Davies outlined a number of efforts, including:
- The completion of “extensive” Ebola preparations for at least 70 hospitals across the state, including drills and reviews of emergency plans.
- Establishing isolation and quarantine guidelines for county health departments.
- Speedier access to health records of potential Ebola patients.
- Providing guidance for funeral directors in the handling of those who succumb to Ebola.
- Creating guidelines for the handling of human waste of Ebola patients.
- Community outreach efforts to West African communities across the state.
- Establishing an information line for those with questions about Ebola – (800) 222-1222
American Ebola concerns were heightened recently after Thomas Eric Duncan, 29, who arrived in Dallas from Liberia in September to visit family, was the first person to be diagnosed with the virus on American soil. He died Oct. 8.
A nurse who wore protective gear while caring for Duncan tested positive for the virus, officials said Sunday. It is the first known transmission of Ebola on American soil.
A freelance American cameraman, Ashoka Mukpo, 33, was diagnosed with Ebola on Oct. 2 while working in Liberia. He is currently being treated at the Nebraska Medical Center.
Ebola protocols were tested in North Carolina on Thursday after a patient was admitted to Watauga Medical Center. The man said he recently traveled overseas and complained of a fever. He eventually tested negative for the virus. The hospital started educating and training staff on Ebola procedures in August.
The scare came two days after Congresswoman Renee Ellmers (R-NC), in a letter dated Oct. 6 to Centers for Disease Control and Prevention Director Tom Frieden, expressed concern regarding the lack of Ebola training for airport personnel.
“After speaking with a senior administrative official at RDU International Airport, I have verified the unfortunate reality that airport personnel are untrained and unequipped to handle this epidemic,” she wrote.
There are no direct flights to or from RDU or Charlotte Douglas International Airport to the African countries impacted by Ebola, McCrory said.

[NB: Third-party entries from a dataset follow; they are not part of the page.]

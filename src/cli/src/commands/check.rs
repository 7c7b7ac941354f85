//! Permission checks against the loaded enforcer.

use anyhow::{bail, Result};
use clap::Args;
use gatekeeper_core::rbac::{normalize_resource_path, Action, Decision};
use gatekeeper_core::Gatekeeper;
use serde::Serialize;
use tabled::Tabled;

use crate::output::{self, OutputFormat};

#[derive(Args)]
pub struct CheckArgs {
    /// User to check
    user: String,

    /// Resource path, e.g. /api/users or /api/users/42
    resource: String,

    /// Action to check
    #[arg(short, long, conflicts_with = "method")]
    action: Option<Action>,

    /// HTTP method, mapped to an action the way the middleware does
    #[arg(short, long)]
    method: Option<String>,
}

#[derive(Args)]
pub struct PermissionsArgs {
    /// User whose permissions to resolve
    user: String,
}

#[derive(Debug, Serialize)]
struct CheckResult {
    user_id: String,
    resource: String,
    action: Action,
    allowed: bool,
    via_role: Option<String>,
    reason: Option<String>,
    generation: u64,
}

#[derive(Debug, Serialize, Tabled)]
struct PermissionRow {
    #[tabled(rename = "Resource")]
    resource: String,
    #[tabled(rename = "Actions")]
    actions: String,
}

pub fn execute(args: CheckArgs, gatekeeper: &Gatekeeper, format: OutputFormat) -> Result<()> {
    let action = match (args.action, args.method.as_deref()) {
        (Some(action), _) => action,
        (None, Some(method)) => match Action::from_method(method) {
            Some(action) => action,
            None => bail!("Method {} has no action mapping and is always denied", method),
        },
        (None, None) => Action::Read,
    };

    let resource = normalize_resource_path(&args.resource);
    let decision = gatekeeper.enforcer.decide(&args.user, &resource, action);

    let result = CheckResult {
        user_id: args.user,
        resource,
        action,
        allowed: decision.is_allowed(),
        via_role: match &decision {
            Decision::Allow { via_role } => Some(via_role.to_string()),
            Decision::Deny(_) => None,
        },
        reason: match decision {
            Decision::Deny(reason) => Some(reason),
            Decision::Allow { .. } => None,
        },
        generation: gatekeeper.enforcer.generation(),
    };

    match format {
        OutputFormat::Table => {
            let subject = format!("{} {} {}", result.user_id, result.action, result.resource);
            match (&result.via_role, &result.reason) {
                (Some(role), _) => {
                    output::print_success(&format!("ALLOW {} (via role {})", subject, role))
                }
                (None, reason) => output::print_error(&format!(
                    "DENY {}: {}",
                    subject,
                    reason.as_deref().unwrap_or("no matching rule")
                )),
            }
            Ok(())
        }
        _ => output::print_item(&result, format),
    }
}

pub fn permissions(
    args: PermissionsArgs,
    gatekeeper: &Gatekeeper,
    format: OutputFormat,
) -> Result<()> {
    let permissions = gatekeeper.enforcer.effective_permissions(&args.user);

    match format {
        OutputFormat::Table => {
            output::print_header(&format!("Permissions: {}", permissions.user_id));
            output::print_detail(
                "Role",
                permissions.role.as_ref().map_or("(none)", |r| r.as_str()),
            );
            let roles: Vec<&str> = permissions
                .effective_roles
                .iter()
                .map(|r| r.as_str())
                .collect();
            output::print_detail("Effective roles", &roles.join(", "));
            println!();

            let rows: Vec<PermissionRow> = permissions
                .resources
                .iter()
                .map(|(resource, actions)| PermissionRow {
                    resource: resource.clone(),
                    actions: join_actions(actions),
                })
                .collect();
            output::print_list(&rows, format)
        }
        _ => output::print_item(&permissions, format),
    }
}

pub(crate) fn join_actions(actions: &[Action]) -> String {
    actions
        .iter()
        .map(|a| a.as_str())
        .collect::<Vec<_>>()
        .join(", ")
}
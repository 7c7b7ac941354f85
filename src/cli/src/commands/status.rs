//! Enforcer snapshot status.

use anyhow::Result;
use clap::Args;
use gatekeeper_core::telemetry::TelemetryHandle;
use gatekeeper_core::Gatekeeper;
use serde::Serialize;

use crate::output::{self, OutputFormat};

#[derive(Args)]
pub struct StatusArgs {
    /// Also print the Prometheus metrics recorded during this run
    #[arg(long)]
    metrics: bool,
}

#[derive(Debug, Serialize)]
struct Status {
    generation: u64,
    loaded_at: String,
    rules: usize,
    inheritance_edges: usize,
    assignments: usize,
    last_reload_error: Option<String>,
}

pub fn execute(
    args: StatusArgs,
    gatekeeper: &Gatekeeper,
    telemetry: &TelemetryHandle,
    format: OutputFormat,
) -> Result<()> {
    let snapshot = gatekeeper.enforcer.snapshot();
    let status = Status {
        generation: snapshot.generation(),
        loaded_at: snapshot.loaded_at().to_rfc3339(),
        rules: snapshot.rule_count(),
        inheritance_edges: snapshot.edge_count(),
        assignments: snapshot.assignment_count(),
        last_reload_error: gatekeeper.enforcer.last_reload_error(),
    };

    match format {
        OutputFormat::Table => {
            output::print_header("Enforcer");
            output::print_detail("Generation", &status.generation.to_string());
            output::print_detail("Loaded At", &status.loaded_at);
            output::print_detail("Rules", &status.rules.to_string());
            output::print_detail("Inheritance Edges", &status.inheritance_edges.to_string());
            output::print_detail("Assignments", &status.assignments.to_string());
            match &status.last_reload_error {
                Some(err) => output::print_error(&format!("Last reload failed: {}", err)),
                None => output::print_success("Serving the latest policy"),
            }
        }
        _ => output::print_item(&status, format)?,
    }

    if args.metrics {
        if telemetry.metrics.is_enabled() {
            print!("{}", telemetry.metrics.render());
        } else {
            output::print_info("Metrics are disabled; set metrics.enabled = true");
        }
    }

    Ok(())
}
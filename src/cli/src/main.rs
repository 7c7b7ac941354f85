//! Gatekeeper CLI - inspect and administer role-based authorization policies.
//!
//! Every invocation opens the configured policy store, applies startup seeds
//! and loads an enforcer, then runs one command against it. With the memory
//! backend nothing outlives the process, which makes `--seed` plus `check`
//! a convenient dry run for a policy file.

mod commands;
mod output;

use anyhow::{Context, Result};
use clap::{Parser, Subcommand};
use std::path::PathBuf;

use commands::{check, inherit, policy, role, seed, status};
use gatekeeper_core::config::Config;
use gatekeeper_core::telemetry::{init_telemetry, TelemetryConfig};
use gatekeeper_core::Gatekeeper;
use output::OutputFormat;

/// Gatekeeper - role-based authorization with role inheritance
#[derive(Parser)]
#[command(
    name = "gatekeeper",
    version,
    about = "Gatekeeper - role-based authorization with role inheritance",
    long_about = "CLI tool for checking permissions and managing policy rules, role assignments and role inheritance.",
    propagate_version = true
)]
pub struct Cli {
    /// Output format
    #[arg(short, long, global = true, default_value = "table")]
    output: OutputFormat,

    /// Configuration file (TOML, YAML or JSON)
    #[arg(short, long, global = true, env = "GATEKEEPER_CONFIG")]
    config: Option<String>,

    /// Seed file applied after startup, in `p`/`g`/`g2` line format
    #[arg(long, global = true)]
    seed: Option<PathBuf>,

    /// Disable colored output
    #[arg(long, global = true)]
    no_color: bool,

    #[command(subcommand)]
    command: Commands,
}

#[derive(Subcommand)]
enum Commands {
    /// Decide whether a user may act on a resource
    Check(check::CheckArgs),

    /// Show everything a user is allowed to do
    Permissions(check::PermissionsArgs),

    /// Policy rule management
    #[command(subcommand)]
    Policy(policy::PolicyCommands),

    /// User role assignment management
    #[command(subcommand)]
    Role(role::RoleCommands),

    /// Role inheritance management
    #[command(subcommand)]
    Inherit(inherit::InheritCommands),

    /// Apply a seed file to the store
    Seed(seed::SeedArgs),

    /// Show the enforcer's loaded snapshot
    Status(status::StatusArgs),
}

#[tokio::main]
async fn main() -> Result<()> {
    // A missing .env is not an error.
    let _ = dotenvy::dotenv();

    let cli = Cli::parse();

    if cli.no_color {
        colored::control::set_override(false);
    }

    if let Err(e) = run(cli).await {
        output::print_error(&format!("{:#}", e));
        std::process::exit(1);
    }

    Ok(())
}

async fn run(cli: Cli) -> Result<()> {
    let mut config =
        Config::load(cli.config.as_deref()).context("Failed to load configuration")?;
    if let Some(path) = cli.seed {
        config.enforcer.seed_path = Some(path);
    }

    let telemetry = init_telemetry(&TelemetryConfig::from(&config))?;

    let gatekeeper = Gatekeeper::from_config(&config)
        .await
        .context("Failed to start the enforcer")?;
    let format = cli.output;

    match cli.command {
        Commands::Check(args) => check::execute(args, &gatekeeper, format),
        Commands::Permissions(args) => check::permissions(args, &gatekeeper, format),
        Commands::Policy(cmd) => policy::execute(cmd, &gatekeeper, format).await,
        Commands::Role(cmd) => role::execute(cmd, &gatekeeper, format).await,
        Commands::Inherit(cmd) => inherit::execute(cmd, &gatekeeper, format).await,
        Commands::Seed(args) => seed::execute(args, &gatekeeper, format).await,
        Commands::Status(args) => status::execute(args, &gatekeeper, &telemetry, format),
    }
}
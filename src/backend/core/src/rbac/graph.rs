//! Role inheritance graph.
//!
//! Nodes are roles, an edge `a -> b` means role `a` inherits every permission
//! of role `b`. The graph is always acyclic: `RoleGraph::build` refuses input
//! containing a cycle and `RoleGraph::check_edge` lets callers reject an edge
//! before it is persisted.

use petgraph::graph::{DiGraph, NodeIndex};
use petgraph::visit::Dfs;
use std::collections::{BTreeSet, HashMap};

use super::models::{RoleInheritance, RoleName};
use crate::error::{AuthzError, Result};

/// Directed acyclic graph of role inheritance edges.
#[derive(Debug, Clone, Default)]
pub struct RoleGraph {
    graph: DiGraph<RoleName, ()>,

    /// Map from role to graph node index for O(1) lookup
    nodes: HashMap<RoleName, NodeIndex>,
}

#[derive(Clone, Copy, PartialEq, Eq)]
enum Mark {
    Unvisited,
    OnStack,
    Done,
}

impl RoleGraph {
    /// Create an empty graph.
    pub fn new() -> Self {
        Self::default()
    }

    /// Build the graph from inheritance edges.
    ///
    /// Fails with `CycleDetected` carrying the offending path if the edges
    /// close a cycle, including a role inheriting from itself.
    pub fn build(edges: &[RoleInheritance]) -> Result<Self> {
        let mut graph = Self::new();
        for edge in edges {
            let from = graph.ensure_node(&edge.role);
            let to = graph.ensure_node(&edge.inherits_from);
            graph.graph.update_edge(from, to, ());
        }

        if let Some(cycle) = graph.find_cycle() {
            return Err(AuthzError::cycle_detected(cycle));
        }

        Ok(graph)
    }

    fn ensure_node(&mut self, role: &RoleName) -> NodeIndex {
        if let Some(idx) = self.nodes.get(role) {
            return *idx;
        }
        let idx = self.graph.add_node(role.clone());
        self.nodes.insert(role.clone(), idx);
        idx
    }

    /// Depth-first search with a recursion stack. Roots are visited in name
    /// order so the reported path is the same for the same edge set.
    fn find_cycle(&self) -> Option<Vec<RoleName>> {
        let mut marks = vec![Mark::Unvisited; self.graph.node_count()];
        let mut stack = Vec::new();

        let mut roots: Vec<_> = self.nodes.iter().collect();
        roots.sort_by(|a, b| a.0.cmp(b.0));

        for (_, &root) in roots {
            if marks[root.index()] == Mark::Unvisited {
                if let Some(cycle) = self.visit(root, &mut marks, &mut stack) {
                    return Some(cycle);
                }
            }
        }
        None
    }

    fn visit(
        &self,
        node: NodeIndex,
        marks: &mut [Mark],
        stack: &mut Vec<NodeIndex>,
    ) -> Option<Vec<RoleName>> {
        marks[node.index()] = Mark::OnStack;
        stack.push(node);

        for next in self.graph.neighbors(node) {
            match marks[next.index()] {
                Mark::OnStack => {
                    let start = stack.iter().position(|n| *n == next).unwrap_or(0);
                    let mut cycle: Vec<RoleName> =
                        stack[start..].iter().map(|n| self.graph[*n].clone()).collect();
                    cycle.push(self.graph[next].clone());
                    return Some(cycle);
                }
                Mark::Unvisited => {
                    if let Some(cycle) = self.visit(next, marks, stack) {
                        return Some(cycle);
                    }
                }
                Mark::Done => {}
            }
        }

        stack.pop();
        marks[node.index()] = Mark::Done;
        None
    }

    /// Reject `edge` if adding it would close a cycle.
    ///
    /// The error path runs from `edge.role` through the new edge and back
    /// along the existing inheritance chain, e.g. `user -> admin -> moderator -> user`.
    pub fn check_edge(&self, edge: &RoleInheritance) -> Result<()> {
        if edge.role == edge.inherits_from {
            return Err(AuthzError::cycle_detected([&edge.role, &edge.role]));
        }

        if let Some(path) = self.path_between(&edge.inherits_from, &edge.role) {
            let mut cycle = Vec::with_capacity(path.len() + 1);
            cycle.push(edge.role.clone());
            cycle.extend(path);
            return Err(AuthzError::cycle_detected(cycle));
        }

        Ok(())
    }

    /// Inheritance path from `from` to `to`, both ends included.
    fn path_between(&self, from: &RoleName, to: &RoleName) -> Option<Vec<RoleName>> {
        let start = *self.nodes.get(from)?;
        let goal = *self.nodes.get(to)?;

        let mut parent: HashMap<NodeIndex, NodeIndex> = HashMap::new();
        let mut pending = vec![start];
        let mut seen = vec![false; self.graph.node_count()];
        seen[start.index()] = true;

        while let Some(node) = pending.pop() {
            if node == goal {
                let mut path = vec![self.graph[goal].clone()];
                let mut cursor = goal;
                while let Some(prev) = parent.get(&cursor) {
                    path.push(self.graph[*prev].clone());
                    cursor = *prev;
                }
                path.reverse();
                return Some(path);
            }
            for next in self.graph.neighbors(node) {
                if !seen[next.index()] {
                    seen[next.index()] = true;
                    parent.insert(next, node);
                    pending.push(next);
                }
            }
        }
        None
    }

    /// `start` plus every role reachable from it through inheritance edges.
    ///
    /// A role the graph has never seen still yields itself. `Dfs` keeps its
    /// own visited set, so this terminates even on a cyclic graph.
    pub fn effective_roles(&self, start: &RoleName) -> BTreeSet<RoleName> {
        let mut roles = BTreeSet::new();
        roles.insert(start.clone());

        if let Some(&idx) = self.nodes.get(start) {
            let mut dfs = Dfs::new(&self.graph, idx);
            while let Some(node) = dfs.next(&self.graph) {
                roles.insert(self.graph[node].clone());
            }
        }

        roles
    }

    /// Whether any edge mentions `role`.
    pub fn contains_role(&self, role: &str) -> bool {
        self.nodes.contains_key(role)
    }

    /// All roles mentioned by an edge.
    pub fn roles(&self) -> impl Iterator<Item = &RoleName> {
        self.nodes.keys()
    }

    pub fn edge_count(&self) -> usize {
        self.graph.edge_count()
    }
}

// ═══════════════════════════════════════════════════════════════════════════════
// Tests
// ═══════════════════════════════════════════════════════════════════════════════

#[cfg(test)]
mod tests {
    use super::*;

    fn edge(role: &str, inherits_from: &str) -> RoleInheritance {
        RoleInheritance::new(role, inherits_from)
    }

    fn names(roles: &BTreeSet<RoleName>) -> Vec<&str> {
        roles.iter().map(|r| r.as_str()).collect()
    }

    fn cycle_path(err: AuthzError) -> Vec<String> {
        match err {
            AuthzError::CycleDetected { path } => path,
            other => panic!("expected CycleDetected, got {:?}", other),
        }
    }

    #[test]
    fn test_transitive_effective_roles() {
        let graph = RoleGraph::build(&[edge("admin", "moderator"), edge("moderator", "user")])
            .unwrap();

        assert_eq!(
            names(&graph.effective_roles(&"admin".into())),
            vec!["admin", "moderator", "user"]
        );
        assert_eq!(
            names(&graph.effective_roles(&"moderator".into())),
            vec!["moderator", "user"]
        );
        assert_eq!(names(&graph.effective_roles(&"user".into())), vec!["user"]);
    }

    #[test]
    fn test_unknown_role_yields_itself() {
        let graph = RoleGraph::build(&[edge("editor", "viewer")]).unwrap();
        assert_eq!(names(&graph.effective_roles(&"guest".into())), vec!["guest"]);
    }

    #[test]
    fn test_diamond_inheritance() {
        let graph = RoleGraph::build(&[
            edge("lead", "frontend"),
            edge("lead", "backend"),
            edge("frontend", "dev"),
            edge("backend", "dev"),
        ])
        .unwrap();

        assert_eq!(
            names(&graph.effective_roles(&"lead".into())),
            vec!["backend", "dev", "frontend", "lead"]
        );
    }

    #[test]
    fn test_build_rejects_cycle_with_path() {
        let err = RoleGraph::build(&[
            edge("admin", "moderator"),
            edge("moderator", "user"),
            edge("user", "admin"),
        ])
        .unwrap_err();

        let path = cycle_path(err);
        assert_eq!(path.first(), path.last());
        assert_eq!(path.len(), 4);
        for role in ["admin", "moderator", "user"] {
            assert!(path.iter().any(|r| r == role));
        }
    }

    #[test]
    fn test_build_rejects_self_loop() {
        let path = cycle_path(RoleGraph::build(&[edge("admin", "admin")]).unwrap_err());
        assert_eq!(path, vec!["admin", "admin"]);
    }

    #[test]
    fn test_check_edge_transitive_cycle() {
        let graph = RoleGraph::build(&[edge("admin", "moderator"), edge("moderator", "user")])
            .unwrap();

        let path = cycle_path(graph.check_edge(&edge("user", "admin")).unwrap_err());
        assert_eq!(path, vec!["user", "admin", "moderator", "user"]);

        assert!(graph.check_edge(&edge("guest", "user")).is_ok());
        assert!(graph.check_edge(&edge("admin", "user")).is_ok());
    }

    #[test]
    fn test_check_edge_self_loop() {
        let graph = RoleGraph::new();
        let path = cycle_path(graph.check_edge(&edge("user", "user")).unwrap_err());
        assert_eq!(path, vec!["user", "user"]);
    }

    #[test]
    fn test_duplicate_edges_collapse() {
        let graph = RoleGraph::build(&[edge("a", "b"), edge("a", "b")]).unwrap();
        assert_eq!(graph.edge_count(), 1);
        assert!(graph.contains_role("a"));
        assert!(graph.contains_role("b"));
        assert!(!graph.contains_role("c"));
    }

    #[test]
    fn test_effective_roles_stable() {
        let edges = [edge("a", "b"), edge("b", "c"), edge("a", "d")];
        let first = RoleGraph::build(&edges).unwrap().effective_roles(&"a".into());
        let mut reversed = edges.to_vec();
        reversed.reverse();
        let second = RoleGraph::build(&reversed).unwrap().effective_roles(&"a".into());
        assert_eq!(first, second);
    }
}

But some are concerned that the virus could spread via public transportation. State Department of Transportation employees at train stations, airports, sea ports and bus terminals across the state have been told what to do if there's a suspected case of Ebola, DOT Secretary Tony Tata said.
"All of these employees understand to identify, contain, get a count of people in the immediate area and then notify the proper resources to come in and address the situation as they are trained to do," Tata said.
The Ebola outbreak, which began in West Africa in March, reached American mass media consciousness in July when Dr. Kent Brantly, 33, and missionary Nancy Writebol, 59, who is from Charlotte, contracted the virus while caring for Ebola patients in Liberia. Both have recovered from the virus.
To date, 8,376 cases of Ebola have been reported in three African nations (Guinea, Liberia and Sierra Leone), and 4,024 people have died from the virus, according to The World Health Organization.